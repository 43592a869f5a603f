//! Canvas state and the operations a host invokes directly.
//!
//! Pointer and keyboard handling lives in [`crate::interaction`].

use crate::config::{AnnotationMode, CanvasConfig};
use crate::document::ShapeDocument;
use crate::error::CanvasResult;
use crate::events::{CanvasEvent, EventSink};
use crate::prompt::{AiMode, AiPrompt};
use crate::selection::{HoverState, bounded_shape_delta, grab_offsets, union_bounds};
use crate::shapes::{Shape, ShapeColors, ShapeId, ShapeKind, UndoBehavior};
use crate::tracking::TrackingArea;
use crate::trajectory::Trajectories;
use crate::viewport::Viewport;
use kurbo::{Point, Rect, Size, Vec2};
use std::collections::{BTreeMap, HashMap};

/// Distance a copied shape is shifted from its original.
const COPY_SHIFT: f64 = 2.0;

/// Degrees the loading indicator turns per frame.
const LOADING_STEP_DEGREES: f64 = 5.0;

const DEFAULT_LOADING_TEXT: &str = "Loading...";

/// Edit selects and drags shapes; Create draws new ones.
#[derive(Debug, Clone, Copy, PartialEq, Eq, Default)]
pub enum CanvasMode {
    #[default]
    Edit,
    Create,
}

/// Cursor the host should show.
#[derive(Debug, Clone, Copy, PartialEq, Eq, Default)]
pub enum CursorHint {
    #[default]
    Default,
    /// Crosshair while drawing.
    Draw,
    /// Over a vertex.
    Point,
    /// Dragging shapes.
    Move,
    /// Over a shape that can be dragged.
    Grab,
}

/// Busy overlay shown while a long operation runs.
#[derive(Debug, Clone, PartialEq)]
pub struct LoadingState {
    pub active: bool,
    pub text: String,
    /// Rotation of the spinner in degrees.
    pub angle: f64,
}

impl Default for LoadingState {
    fn default() -> Self {
        Self {
            active: false,
            text: DEFAULT_LOADING_TEXT.to_string(),
            angle: 0.0,
        }
    }
}

/// Which set of shapes a drag moves.
#[derive(Debug, Clone, Copy, PartialEq, Eq)]
pub(crate) enum DragTarget {
    Selection,
    ShadowCopies,
}

/// The interactive annotation canvas.
#[derive(Debug, Clone)]
pub struct Canvas {
    pub(crate) config: CanvasConfig,
    pub(crate) document: ShapeDocument,
    pub(crate) mode: CanvasMode,
    pub(crate) create_kind: ShapeKind,
    /// Shape being drawn.
    pub(crate) current: Option<Shape>,
    /// Preview from the last vertex (or anchor corner) to the pointer.
    pub(crate) line: Shape,
    pub(crate) selection: Vec<ShapeId>,
    /// Transient duplicates dragged with the secondary button.
    pub(crate) shadow_copies: Vec<Shape>,
    pub(crate) hover: HoverState,
    pub(crate) prev_hover: HoverState,
    /// Drag anchor in image coordinates.
    pub(crate) prev_point: Option<Point>,
    /// Last pointer position in image coordinates.
    pub(crate) prev_move_point: Point,
    pub(crate) offsets: (Vec2, Vec2),
    pub(crate) moving_shape: bool,
    pub(crate) viewport: Viewport,
    pub(crate) image_loaded: bool,
    pub(crate) ai: AiPrompt,
    pub(crate) tracking: TrackingArea,
    pub(crate) trajectories: Trajectories,
    pub(crate) current_frame: usize,
    pub(crate) loading: LoadingState,
    pub(crate) visible: HashMap<ShapeId, bool>,
    pub(crate) hide_background: bool,
    /// Effective hiding of unselected shapes.
    pub(crate) hiding: bool,
    pub(crate) cursor: CursorHint,
    pub(crate) tooltip: Option<String>,
}

impl Default for Canvas {
    fn default() -> Self {
        Self::with_config(CanvasConfig::default())
    }
}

◇ ◇ ◇ ◇

Each record is to be restated word for word.

repository 43592a869f5a603f
//! Canvas state and the operations a host invokes directly.
//!
//! Pointer and keyboard handling lives in [`crate::interaction`].

use crate::config::{AnnotationMode, CanvasConfig};
use crate::document::ShapeDocument;
use crate::error::CanvasResult;
use crate::events::{CanvasEvent, EventSink};
use crate::prompt::{AiMode, AiPrompt};
use crate::selection::{HoverState, bounded_shape_delta, grab_offsets, union_bounds};
use crate::shapes::{Shape, ShapeColors, ShapeId, ShapeKind, UndoBehavior};
use crate::tracking::TrackingArea;
use crate::trajectory::Trajectories;
use crate::viewport::Viewport;
use kurbo::{Point, Rect, Size, Vec2};
use std::collections::{BTreeMap, HashMap};

/// Distance a copied shape is shifted from its original.
const COPY_SHIFT: f64 = 2.0;

/// Degrees the loading indicator turns per frame.
const LOADING_STEP_DEGREES: f64 = 5.0;

const DEFAULT_LOADING_TEXT: &str = "Loading...";

/// Edit selects and drags shapes; Create draws new ones.
#[derive(Debug, Clone, Copy, PartialEq, Eq, Default)]
pub enum CanvasMode {
    #[default]
    Edit,
    Create,
}

/// Cursor the host should show.
#[derive(Debug, Clone, Copy, PartialEq, Eq, Default)]
pub enum CursorHint {
    #[default]
    Default,
    /// Crosshair while drawing.
    Draw,
    /// Over a vertex.
    Point,
    /// Dragging shapes.
    Move,
    /// Over a shape that can be dragged.
    Grab,
}

/// Busy overlay shown while a long operation runs.
#[derive(Debug, Clone, PartialEq)]
pub struct LoadingState {
    pub active: bool,
    pub text: String,
    /// Rotation of the spinner in degrees.
    pub angle: f64,
}

impl Default for LoadingState {
    fn default() -> Self {
        Self {
            active: false,
            text: DEFAULT_LOADING_TEXT.to_string(),
            angle: 0.0,
        }
    }
}

/// Which set of shapes a drag moves.
#[derive(Debug, Clone, Copy, PartialEq, Eq)]
pub(crate) enum DragTarget {
    Selection,
    ShadowCopies,
}

/// The interactive annotation canvas.
#[derive(Debug, Clone)]
pub struct Canvas {
    pub(crate) config: CanvasConfig,
    pub(crate) document: ShapeDocument,
    pub(crate) mode: CanvasMode,
    pub(crate) create_kind: ShapeKind,
    /// Shape being drawn.
    pub(crate) current: Option<Shape>,
    /// Preview from the last vertex (or anchor corner) to the pointer.
    pub(crate) line: Shape,
    pub(crate) selection: Vec<ShapeId>,
    /// Transient duplicates dragged with the secondary button.
    pub(crate) shadow_copies: Vec<Shape>,
    pub(crate) hover: HoverState,
    pub(crate) prev_hover: HoverState,
    /// Drag anchor in image coordinates.
    pub(crate) prev_point: Option<Point>,
    /// Last pointer position in image coordinates.
    pub(crate) prev_move_point: Point,
    pub(crate) offsets: (Vec2, Vec2),
    pub(crate) moving_shape: bool,
    pub(crate) viewport: Viewport,
    pub(crate) image_loaded: bool,
    pub(crate) ai: AiPrompt,
    pub(crate) tracking: TrackingArea,
    pub(crate) trajectories: Trajectories,
    pub(crate) current_frame: usize,
    pub(crate) loading: LoadingState,
    pub(crate) visible: HashMap<ShapeId, bool>,
    pub(crate) hide_background: bool,
    /// Effective hiding of unselected shapes.
    pub(crate) hiding: bool,
    pub(crate) cursor: CursorHint,
    pub(crate) tooltip: Option<String>,
}

impl Default for Canvas {
    fn default() -> Self {
        Self::with_config(CanvasConfig::default())
    }
}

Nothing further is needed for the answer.